_Exercise aim:_ Your task is to write out the complete listing exactly as it is shown.

_Input material:_
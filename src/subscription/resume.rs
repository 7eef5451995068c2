//! Durable resume points for catch-up subscriptions.

use async_trait::async_trait;
use chrono::{DateTime, Utc};
use sqlx::PgPool;
use tracing::debug;

use crate::eventstore::{AggregateType, GlobalEventOrder, SubscriberId};

use super::SubscriptionResult;

/// Where a subscriber resumes reading a stream: the next event delivered is
/// the one at `resume_from_and_including`.
///
/// Created on first subscribe from a caller-provided initial order; mutated
/// only by the subscription that owns it; monotonic nondecreasing except
/// through an explicit reset.
#[derive(Debug, Clone, PartialEq)]
pub struct SubscriptionResumePoint {
    pub subscriber_id: SubscriberId,
    pub aggregate_type: AggregateType,
    pub resume_from_and_including: GlobalEventOrder,
    pub last_updated: DateTime<Utc>,
}

/// Storage for [`SubscriptionResumePoint`]s, keyed by
/// (subscriber id, aggregate type).
#[async_trait]
pub trait DurableSubscriptionRepository: Send + Sync {
    /// Fetches the resume point, creating it at `on_first_subscribe_from`
    /// if this subscriber has never been seen.
    async fn get_or_create_resume_point(
        &self,
        subscriber_id: &SubscriberId,
        aggregate_type: &AggregateType,
        on_first_subscribe_from: GlobalEventOrder,
    ) -> SubscriptionResult<SubscriptionResumePoint>;

    async fn save_resume_point(
        &self,
        resume_point: &SubscriptionResumePoint,
    ) -> SubscriptionResult<()>;
}

/// Postgres-backed repository over `durable_subscription_resume_points`.
#[derive(Clone)]
pub struct PostgresDurableSubscriptionRepository {
    pool: PgPool,
}

impl PostgresDurableSubscriptionRepository {
    pub fn new(pool: PgPool) -> Self {
        Self { pool }
    }

    /// Installs the resume-point table if missing.
    pub async fn ensure_table(&self) -> sqlx::Result<()> {
        sqlx::query(
            r#"
            CREATE TABLE IF NOT EXISTS durable_subscription_resume_points (
                subscriber_id                          TEXT NOT NULL,
                aggregate_type                         TEXT NOT NULL,
                resume_from_and_including_global_order BIGINT NOT NULL,
                last_updated                           TIMESTAMPTZ NOT NULL DEFAULT now(),
                PRIMARY KEY (subscriber_id, aggregate_type)
            )
            "#,
        )
        .execute(&self.pool)
        .await?;
        Ok(())
    }
}

#[async_trait]
impl DurableSubscriptionRepository for PostgresDurableSubscriptionRepository {
    async fn get_or_create_resume_point(
        &self,
        subscriber_id: &SubscriberId,
        aggregate_type: &AggregateType,
        on_first_subscribe_from: GlobalEventOrder,
    ) -> SubscriptionResult<SubscriptionResumePoint> {
        // Insert-if-absent then read back; concurrent creators converge on
        // whichever row won.
        sqlx::query(
            r#"
            INSERT INTO durable_subscription_resume_points
                (subscriber_id, aggregate_type, resume_from_and_including_global_order)
            VALUES ($1, $2, $3)
            ON CONFLICT (subscriber_id, aggregate_type) DO NOTHING
            "#,
        )
        .bind(subscriber_id.as_str())
        .bind(aggregate_type.as_str())
        .bind(on_first_subscribe_from.value())
        .execute(&self.pool)
        .await?;

        let (order, last_updated): (i64, DateTime<Utc>) = sqlx::query_as(
            r#"
            SELECT resume_from_and_including_global_order, last_updated
            FROM durable_subscription_resume_points
            WHERE subscriber_id = $1 AND aggregate_type = $2
            "#,
        )
        .bind(subscriber_id.as_str())
        .bind(aggregate_type.as_str())
        .fetch_one(&self.pool)
        .await?;

        Ok(SubscriptionResumePoint {
            subscriber_id: subscriber_id.clone(),
            aggregate_type: aggregate_type.clone(),
            resume_from_and_including: GlobalEventOrder(order),
            last_updated,
        })
    }

    async fn save_resume_point(
        &self,
        resume_point: &SubscriptionResumePoint,
    ) -> SubscriptionResult<()> {
        debug!(
            subscriber = %resume_point.subscriber_id,
            aggregate = %resume_point.aggregate_type,
            resume_from = %resume_point.resume_from_and_including,
            "saving resume point"
        );
        sqlx::query(
            r#"
            INSERT INTO durable_subscription_resume_points
                (subscriber_id, aggregate_type, resume_from_and_including_global_order, last_updated)
            VALUES ($1, $2, $3, now())
            ON CONFLICT (subscriber_id, aggregate_type) DO UPDATE SET
                resume_from_and_including_global_order = EXCLUDED.resume_from_and_including_global_order,
                last_updated                           = now()
            "#,
        )
        .bind(resume_point.subscriber_id.as_str())
        .bind(resume_point.aggregate_type.as_str())
        .bind(resume_point.resume_from_and_including.value())
        .execute(&self.pool)
        .await?;
        Ok(())
    }
}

_Reply to the exercise:_
filename src/subscription/resume.rs
repository 7eef5451995068c2
//! Durable resume points for catch-up subscriptions.

use async_trait::async_trait;
use chrono::{DateTime, Utc};
use sqlx::PgPool;
use tracing::debug;

use crate::eventstore::{AggregateType, GlobalEventOrder, SubscriberId};

use super::SubscriptionResult;

/// Where a subscriber resumes reading a stream: the next event delivered is
/// the one at `resume_from_and_including`.
///
/// Created on first subscribe from a caller-provided initial order; mutated
/// only by the subscription that owns it; monotonic nondecreasing except
/// through an explicit reset.
#[derive(Debug, Clone, PartialEq)]
pub struct SubscriptionResumePoint {
    pub subscriber_id: SubscriberId,
    pub aggregate_type: AggregateType,
    pub resume_from_and_including: GlobalEventOrder,
    pub last_updated: DateTime<Utc>,
}

/// Storage for [`SubscriptionResumePoint`]s, keyed by
/// (subscriber id, aggregate type).
#[async_trait]
pub trait DurableSubscriptionRepository: Send + Sync {
    /// Fetches the resume point, creating it at `on_first_subscribe_from`
    /// if this subscriber has never been seen.
    async fn get_or_create_resume_point(
        &self,
        subscriber_id: &SubscriberId,
        aggregate_type: &AggregateType,
        on_first_subscribe_from: GlobalEventOrder,
    ) -> SubscriptionResult<SubscriptionResumePoint>;

    async fn save_resume_point(
        &self,
        resume_point: &SubscriptionResumePoint,
    ) -> SubscriptionResult<()>;
}

/// Postgres-backed repository over `durable_subscription_resume_points`.
#[derive(Clone)]
pub struct PostgresDurableSubscriptionRepository {
    pool: PgPool,
}

impl PostgresDurableSubscriptionRepository {
    pub fn new(pool: PgPool) -> Self {
        Self { pool }
    }

    /// Installs the resume-point table if missing.
    pub async fn ensure_table(&self) -> sqlx::Result<()> {
        sqlx::query(
            r#"
            CREATE TABLE IF NOT EXISTS durable_subscription_resume_points (
                subscriber_id                          TEXT NOT NULL,
                aggregate_type                         TEXT NOT NULL,
                resume_from_and_including_global_order BIGINT NOT NULL,
                last_updated                           TIMESTAMPTZ NOT NULL DEFAULT now(),
                PRIMARY KEY (subscriber_id, aggregate_type)
            )
            "#,
        )
        .execute(&self.pool)
        .await?;
        Ok(())
    }
}

#[async_trait]
impl DurableSubscriptionRepository for PostgresDurableSubscriptionRepository {
    async fn get_or_create_resume_point(
        &self,
        subscriber_id: &SubscriberId,
        aggregate_type: &AggregateType,
        on_first_subscribe_from: GlobalEventOrder,
    ) -> SubscriptionResult<SubscriptionResumePoint> {
        // Insert-if-absent then read back; concurrent creators converge on
        // whichever row won.
        sqlx::query(
            r#"
            INSERT INTO durable_subscription_resume_points
                (subscriber_id, aggregate_type, resume_from_and_including_global_order)
            VALUES ($1, $2, $3)
            ON CONFLICT (subscriber_id, aggregate_type) DO NOTHING
            "#,
        )
        .bind(subscriber_id.as_str())
        .bind(aggregate_type.as_str())
        .bind(on_first_subscribe_from.value())
        .execute(&self.pool)
        .await?;

        let (order, last_updated): (i64, DateTime<Utc>) = sqlx::query_as(
            r#"
            SELECT resume_from_and_including_global_order, last_updated
            FROM durable_subscription_resume_points
            WHERE subscriber_id = $1 AND aggregate_type = $2
            "#,
        )
        .bind(subscriber_id.as_str())
        .bind(aggregate_type.as_str())
        .fetch_one(&self.pool)
        .await?;

        Ok(SubscriptionResumePoint {
            subscriber_id: subscriber_id.clone(),
            aggregate_type: aggregate_type.clone(),
            resume_from_and_including: GlobalEventOrder(order),
            last_updated,
        })
    }

    async fn save_resume_point(
        &self,
        resume_point: &SubscriptionResumePoint,
    ) -> SubscriptionResult<()> {
        debug!(
            subscriber = %resume_point.subscriber_id,
            aggregate = %resume_point.aggregate_type,
            resume_from = %resume_point.resume_from_and_including,
            "saving resume point"
        );
        sqlx::query(
            r#"
            INSERT INTO durable_subscription_resume_points
                (subscriber_id, aggregate_type, resume_from_and_including_global_order, last_updated)
            VALUES ($1, $2, $3, now())
            ON CONFLICT (subscriber_id, aggregate_type) DO UPDATE SET
                resume_from_and_including_global_order = EXCLUDED.resume_from_and_including_global_order,
                last_updated                           = now()
            "#,
        )
        .bind(resume_point.subscriber_id.as_str())
        .bind(resume_point.aggregate_type.as_str())
        .bind(resume_point.resume_from_and_including.value())
        .execute(&self.pool)
        .await?;
        Ok(())
    }
}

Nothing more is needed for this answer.